When not fighting crime in costume, Matt fights it as a court lawyer. A major early push turns the hopeless romantic triangle of Matt Murdock, best friend/law partner Foggy Nelson and their secretary Karen Page into a wacky quadrangle by introducing fictitious twin brother Mike, who would be “revealed” as Daredevil to divert suspicion from the blind attorney who actually battled all those weird villains.
Stan Lee shipped in many of those from other titles. The sample page of original Colan art is from the protracted epic clash with old Thor foes the Cobra and Mister Hyde, which requires DD to masquerade as Thor. A trip to the 1967 Montreal Expo results in an ambush by Spider-Man enemy the Beetle, and the Trapster involves Hornhead in a plot to destroy the Fantastic Four. The best of other people’s enemies is the startling ‘Don’t Look Now, But It’s… Doctor Doom!’ and companion ‘The Living Prison!’ in which Doom swaps bodies with the sightless crusader to facilitate an ambush on the FF. Jack Kirby draws the battle royale conclusion.
A moody one trick pony sees extraterrestrials foiled when their blindness ray proves inexplicably ineffective against the Crimson Crime-Buster, while 1967’s Daredevil Annual is a visually impressive, but rather lacklustre detailing of five old foes ganging up on Daredevil.
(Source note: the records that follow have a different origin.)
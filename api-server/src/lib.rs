//! Haul API Server - 上门回收市场平台后端
//!
//! # 架构概述
//!
//! 本模块是市场平台 API 的主入口，提供以下核心功能：
//!
//! - **认证** (`auth`): JWT 双令牌 + Argon2 认证、会话生命周期
//! - **RBAC** (`rbac`): 角色 → 权限扁平授权引擎
//! - **订单** (`orders`): 订单状态机与副作用
//! - **审计** (`audit`): 哈希链审计日志
//! - **Webhook** (`webhooks`): 签名事件推送
//! - **存储** (`store`): 存储抽象与内存后端
//!
//! # 模块结构
//!
//! ```text
//! api-server/src/
//! ├── core/          # 配置、状态、服务器
//! ├── auth/          # JWT 认证、会话、权限
//! ├── rbac/          # 有效权限计算
//! ├── middleware/    # 语言协商、沙箱、幂等、限流
//! ├── orders/        # 订单状态机
//! ├── audit/         # 审计日志
//! ├── webhooks/      # 事件推送
//! ├── store/         # 存储层
//! ├── api/           # HTTP 路由和处理器
//! └── utils/         # 工具函数
//! ```

pub mod api;
pub mod audit;
pub mod auth;
pub mod core;
pub mod middleware;
pub mod orders;
pub mod rbac;
pub mod routes;
pub mod store;
pub mod utils;
pub mod webhooks;

// Re-export 公共类型
pub use auth::{CurrentUser, JwtService};
pub use core::{Config, Server, ServerState};
pub use shared::{AppError, AppResult};
pub use store::{MemoryStore, Store};

// Re-export logger functions
pub use utils::logger::{init_logger, init_logger_with_file};

// Security logging macro - 字段原样透传，支持 tracing 的 % / ? 说明符
#[macro_export]
macro_rules! security_log {
    (WARN, $event:expr, $($arg:tt)*) => {
        tracing::warn!(
            target: "security",
            event = $event,
            timestamp = chrono::Utc::now().to_rfc3339(),
            level = "WARN",
            $($arg)*
        );
    };
    (ERROR, $event:expr, $($arg:tt)*) => {
        tracing::error!(
            target: "security",
            event = $event,
            timestamp = chrono::Utc::now().to_rfc3339(),
            level = "ERROR",
            $($arg)*
        );
    };
    (INFO, $event:expr, $($arg:tt)*) => {
        tracing::info!(
            target: "security",
            event = $event,
            timestamp = chrono::Utc::now().to_rfc3339(),
            level = "INFO",
            $($arg)*
        );
    };
}

pub fn print_banner() {
    println!(
        r#"
    __  __            __
   / / / /___ ___  __/ /
  / /_/ / __ `/ / / / /
 / __  / /_/ / /_/ / /
/_/ /_/\__,_/\__,_/_/
    "#
    );
}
This entire volume provides a snapshot of an era ending. The final stories introduce a new African-American character, one of far too few in those blinkered times, in a story of Vietnam War turbulence, and have Foggy becoming District Attorney, but acrimoniously turning his back on his oldest friend, seemingly forever. Vol. 3 sees the scripting handed over to Roy Thomas, and the social turbulence that marked the end of the 1960s would begin to transform the dashing, wise-cracking Daredevil into something closer to his current dark archetype.